Task item:
The response must consist of the lines below from the one with "for event in events" through the one with "let mut previous: BTreeMap<String, f64>", exactly as they appear and with both ends kept.

Material for this exercise:
- - - -

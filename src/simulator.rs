//! Event-driven portfolio simulation.
//!
//! Dates are processed strictly in order. On each date the positions
//! carried from the previous date are marked to market first, then that
//! date's exits and entries are applied (exits first, each group sorted by
//! instrument), then an equity point is recorded. The simulator is a pure
//! function of its inputs.

use crate::data::SeriesTable;
use crate::error::{BubbleError, Result};
use crate::portfolio::{Allocation, CostModel, FeeSchedule, Portfolio};
use crate::types::{
    EquityPoint, EventKind, Position, RoundTrip, SignalEvent, Skip, SkipReason, SkipRecord, Stage,
};
use chrono::NaiveDate;
use serde::{Deserialize, Serialize};
use std::collections::BTreeMap;
use tracing::{debug, info};

/// Configuration for the simulator.
#[derive(Debug, Clone, PartialEq, Serialize, Deserialize)]
pub struct SimulationConfig {
    pub initial_capital: f64,
    /// Proportional fee per trade.
    pub fee_rate: f64,
    #[serde(default)]
    pub fee_schedule: FeeSchedule,
    #[serde(default)]
    pub allocation: Allocation,
    /// Trading days per year used to annualize ratios.
    #[serde(default = "default_trading_days")]
    pub trading_days: f64,
    /// Annual risk-free rate for Sharpe and Sortino.
    #[serde(default)]
    pub risk_free_rate: f64,
}

fn default_trading_days() -> f64 {
    252.0
}

impl Default for SimulationConfig {
    fn default() -> Self {
        Self {
            initial_capital: 100_000.0,
            fee_rate: 0.001,
            fee_schedule: FeeSchedule::default(),
            allocation: Allocation::default(),
            trading_days: default_trading_days(),
            risk_free_rate: 0.0,
        }
    }
}

impl SimulationConfig {
    pub fn with_capital(mut self, initial_capital: f64) -> Self {
        self.initial_capital = initial_capital;
        self
    }

    pub fn with_fees(mut self, fee_rate: f64, fee_schedule: FeeSchedule) -> Self {
        self.fee_rate = fee_rate;
        self.fee_schedule = fee_schedule;
        self
    }

    pub fn with_allocation(mut self, allocation: Allocation) -> Self {
        self.allocation = allocation;
        self
    }

    pub fn cost_model(&self) -> CostModel {
        CostModel::new(self.fee_rate, self.fee_schedule)
    }

    pub fn validate(&self) -> Result<()> {
        if !(self.initial_capital > 0.0 && self.initial_capital.is_finite()) {
            return Err(BubbleError::ConfigError(format!(
                "simulation.initial_capital must be positive, got {}",
                self.initial_capital
            )));
        }
        if !(0.0..1.0).contains(&self.fee_rate) {
            return Err(BubbleError::ConfigError(format!(
                "simulation.fee_rate must be within [0, 1), got {}",
                self.fee_rate
            )));
        }
        if !(self.trading_days > 0.0) {
            return Err(BubbleError::ConfigError(
                "simulation.trading_days must be positive".to_string(),
            ));
        }
        Ok(())
    }
}

/// Output of one simulation.
#[derive(Debug, Clone, Serialize, Deserialize)]
pub struct SimulationResult {
    pub config: SimulationConfig,
    pub instruments: Vec<String>,
    pub equity_curve: Vec<EquityPoint>,
    pub round_trips: Vec<RoundTrip>,
    /// Positions still open after the last date.
    pub open_positions: Vec<Position>,
    /// Events that changed the portfolio.
    pub applied_events: Vec<SignalEvent>,
    /// Double entries and exits without a position.
    pub ignored_events: usize,
    /// One record per ignored event.
    pub skips: Vec<SkipRecord>,
    pub total_fees: f64,
    pub final_equity: f64,
}

impl SimulationResult {
    pub fn dates(&self) -> Vec<NaiveDate> {
        self.equity_curve.iter().map(|p| p.date).collect()
    }

    pub fn total_return_pct(&self) -> f64 {
        (self.final_equity - self.config.initial_capital) / self.config.initial_capital * 100.0
    }
}

/// Replays signal events against a price table.
#[derive(Debug, Clone, Default)]
pub struct PortfolioSimulator {
    config: SimulationConfig,
}

impl PortfolioSimulator {
    pub fn new(config: SimulationConfig) -> Self {
        Self { config }
    }

    pub fn config(&self) -> &SimulationConfig {
        &self.config
    }

    /// Run the simulation.
    ///
    /// Events naming an unknown instrument or a date outside the price
    /// index are rejected before anything is simulated.
    pub fn run(&self, prices: &SeriesTable, events: &[SignalEvent]) -> Result<SimulationResult> {
        self.config.validate()?;
        prices.validate_prices()?;

        let mut by_index: BTreeMap<usize, Vec<&SignalEvent>> = BTreeMap::new();
        for event in events {
            if !prices.contains(&event.instrument) {
                return Err(BubbleError::InvalidInput(format!(
                    "event for unknown instrument '{}'",
                    event.instrument
                )));
            }
            let index = prices.index_of(event.date).ok_or_else(|| {
                BubbleError::InvalidInput(format!(
                    "event for {} on {} is outside the price index",
                    event.instrument, event.date
                ))
            })?;
            by_index.entry(index).or_default().push(event);
        }
        for day_events in by_index.values_mut() {
            day_events.sort_by(|a, b| {
                exit_first(a.kind)
                    .cmp(&exit_first(b.kind))
                    .then_with(|| a.instrument.cmp(&b.instrument))
            });
        }

        let instruments: Vec<String> = prices.instruments().iter().map(|s| s.to_string()).collect();
        let slice = self.config.initial_capital / instruments.len() as f64;
        let mut portfolio = Portfolio::with_cost_model(self.config.initial_capital, self.config.cost_model());
        let mut applied = Vec::new();
        let mut skips = Vec::new();
        let mut previous: BTreeMap<String, f64> = BTreeMap::new();

        for (t, &date) in prices.dates().iter().enumerate() {
            let current: BTreeMap<String, f64> = instruments
                .iter()
                .filter_map(|name| prices.get(name).map(|col| (name.clone(), col[t])))
                .collect();

            let market_pnl: f64 = portfolio
                .positions()
                .iter()
                .map(|(name, pos)| {
                    let now = current.get(name).copied().unwrap_or(pos.entry_price);
                    let before = previous.get(name).copied().unwrap_or(now);
                    pos.quantity * (now - before)
                })
                .sum();

            for event in by_index.get(&t).into_iter().flatten() {
                let price = current.get(&event.instrument).copied().unwrap_or(f64::NAN);
                let holding = portfolio.has_position(&event.instrument);
                let changed = match event.kind {
                    EventKind::Exit => portfolio.close(&event.instrument, date, price).is_some(),
                    EventKind::Enter => {
                        let budget = match self.config.allocation {
                            Allocation::AllCash => portfolio.cash,
                            Allocation::EqualWeight => slice,
                        };
                        portfolio.open(&event.instrument, date, price, budget)
                    }
                };
                if changed {
                    applied.push((*event).clone());
                } else {
                    let why = match (event.kind, holding) {
                        (EventKind::Exit, _) => "exit without an open position",
                        (EventKind::Enter, true) => "entry while already holding",
                        (EventKind::Enter, false) => "entry without cash to deploy",
                    };
                    skips.push(SkipRecord {
                        instrument: Some(event.instrument.clone()),
                        date: Some(date),
                        skip: Skip::new(Stage::Simulation, SkipReason::NoOpEvent(why.to_string())),
                    });
                }
            }

            let point = portfolio.record_equity(date, &current, market_pnl);
            debug!("{}: equity {:.2}, exposure {:.3}", date, point.equity, point.exposure);
            previous = current;
        }

        let final_equity = portfolio
            .equity_curve()
            .last()
            .map(|p| p.equity)
            .unwrap_or(self.config.initial_capital);

        info!(
            "Simulation complete: {} instruments, {} round trips, {} ignored events, final equity {:.2}",
            instruments.len(),
            portfolio.round_trips().len(),
            skips.len(),
            final_equity
        );

        Ok(SimulationResult {
            config: self.config.clone(),
            instruments,
            equity_curve: portfolio.equity_curve().to_vec(),
            round_trips: portfolio.round_trips().to_vec(),
            open_positions: portfolio.positions().values().cloned().collect(),
            applied_events: applied,
            ignored_events: skips.len(),
            skips,
            total_fees: portfolio.total_fees(),
            final_equity,
        })
    }
}

fn exit_first(kind: EventKind) -> u8 {
    match kind {
        EventKind::Exit => 0,
        EventKind::Enter => 1,
    }
}

#[cfg(test)]
mod tests {
    use super::*;
    use crate::data::daily_dates;
    use crate::types::EventReason;

    fn dates() -> Vec<NaiveDate> {
        daily_dates(NaiveDate::from_ymd_opt(2023, 1, 2).unwrap(), 5)
    }

    fn table() -> SeriesTable {
        SeriesTable::from_columns(
            dates(),
            [
                ("AAA", vec![100.0, 110.0, 121.0, 110.0, 100.0]),
                ("BBB", vec![50.0, 50.0, 50.0, 50.0, 50.0]),
            ],
        )
        .unwrap()
    }

    fn simulator(fee: f64, allocation: Allocation) -> PortfolioSimulator {
        PortfolioSimulator::new(
            SimulationConfig::default()
                .with_capital(10_000.0)
                .with_fees(fee, FeeSchedule::EntryAndExit)
                .with_allocation(allocation),
        )
    }

    #[test]
    fn test_equal_weight_allocation() {
        let d = dates();
        let events = vec![
            SignalEvent::enter("AAA", d[0], EventReason::Initial),
            SignalEvent::enter("BBB", d[0], EventReason::Initial),
        ];
        let result = simulator(0.0, Allocation::EqualWeight).run(&table(), &events).unwrap();
        let first = &result.equity_curve[0];
        assert!((first.cash).abs() < 1e-9);
        assert!((first.exposure - 1.0).abs() < 1e-12);
        // AAA holds 50 units: +500 on day 2.
        assert!((result.equity_curve[1].equity - 10_500.0).abs() < 1e-9);
        assert!((result.equity_curve[1].market_pnl - 500.0).abs() < 1e-9);
    }

    #[test]
    fn test_exits_apply_before_entries() {
        let d = dates();
        let events = vec![
            SignalEvent::enter("AAA", d[0], EventReason::Initial),
            SignalEvent::enter("BBB", d[2], EventReason::ReEntryTimer),
            SignalEvent::exit("AAA", d[2], EventReason::Signal),
        ];
        let result = simulator(0.0, Allocation::AllCash).run(&table(), &events).unwrap();
        // AAA sold at 121 before BBB bought with all of the proceeds.
        let point = &result.equity_curve[2];
        assert!((point.equity - 12_100.0).abs() < 1e-9);
        assert!(point.cash.abs() < 1e-9);
        assert_eq!(result.applied_events.len(), 3);
        assert_eq!(result.round_trips.len(), 1);
    }

    #[test]
    fn test_noop_events_are_counted() {
        let d = dates();
        let events = vec![
            SignalEvent::exit("AAA", d[0], EventReason::Signal),
            SignalEvent::enter("AAA", d[1], EventReason::ReEntryTimer),
            SignalEvent::enter("AAA", d[2], EventReason::ReEntryTimer),
        ];
        let result = simulator(0.001, Allocation::EqualWeight).run(&table(), &events).unwrap();
        assert_eq!(result.ignored_events, 2);
        assert_eq!(result.skips.len(), 2);
        assert!(result.skips.iter().all(|r| r.skip.stage == Stage::Simulation));
        assert_eq!(result.skips[0].date, Some(d[0]));
        assert_eq!(
            result.skips[1].skip.reason,
            SkipReason::NoOpEvent("entry while already holding".to_string())
        );
        assert_eq!(result.open_positions.len(), 1);
        assert!(result.equity_curve.iter().all(|p| p.cash >= 0.0));
    }

    #[test]
    fn test_accounting_identity() {
        let d = dates();
        let events = vec![
            SignalEvent::enter("AAA", d[0], EventReason::Initial),
            SignalEvent::enter("BBB", d[1], EventReason::Initial),
            SignalEvent::exit("AAA", d[3], EventReason::Signal),
            SignalEvent::exit("BBB", d[4], EventReason::Horizon),
        ];
        let result = simulator(0.003, Allocation::EqualWeight).run(&table(), &events).unwrap();
        let mut prior = 10_000.0;
        for point in &result.equity_curve {
            let expected = prior + point.market_pnl - point.fees;
            assert!((point.equity - expected).abs() < 1e-6, "{} vs {}", point.equity, expected);
            prior = point.equity;
        }
        assert!(result.open_positions.is_empty());
        assert!((result.final_equity - result.equity_curve[4].cash).abs() < 1e-9);
    }

    #[test]
    fn test_rejects_unknown_instrument_and_date() {
        let d = dates();
        let sim = simulator(0.0, Allocation::EqualWeight);
        let unknown = vec![SignalEvent::enter("ZZZ", d[0], EventReason::Initial)];
        assert!(matches!(sim.run(&table(), &unknown), Err(BubbleError::InvalidInput(_))));

        let late = d[4] + chrono::Duration::days(10);
        let outside = vec![SignalEvent::enter("AAA", late, EventReason::Initial)];
        assert!(matches!(sim.run(&table(), &outside), Err(BubbleError::InvalidInput(_))));
    }

    #[test]
    fn test_no_events_keeps_cash() {
        let result = simulator(0.01, Allocation::AllCash).run(&table(), &[]).unwrap();
        assert_eq!(result.final_equity, 10_000.0);
        assert!(result.equity_curve.iter().all(|p| p.exposure == 0.0));
    }
}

- - - -

Answer box:
        for event in events {
            if !prices.contains(&event.instrument) {
                return Err(BubbleError::InvalidInput(format!(
                    "event for unknown instrument '{}'",
                    event.instrument
                )));
            }
            let index = prices.index_of(event.date).ok_or_else(|| {
                BubbleError::InvalidInput(format!(
                    "event for {} on {} is outside the price index",
                    event.instrument, event.date
                ))
            })?;
            by_index.entry(index).or_default().push(event);
        }
        for day_events in by_index.values_mut() {
            day_events.sort_by(|a, b| {
                exit_first(a.kind)
                    .cmp(&exit_first(b.kind))
                    .then_with(|| a.instrument.cmp(&b.instrument))
            });
        }

        let instruments: Vec<String> = prices.instruments().iter().map(|s| s.to_string()).collect();
        let slice = self.config.initial_capital / instruments.len() as f64;
        let mut portfolio = Portfolio::with_cost_model(self.config.initial_capital, self.config.cost_model());
        let mut applied = Vec::new();
        let mut skips = Vec::new();
        let mut previous: BTreeMap<String, f64> = BTreeMap::new();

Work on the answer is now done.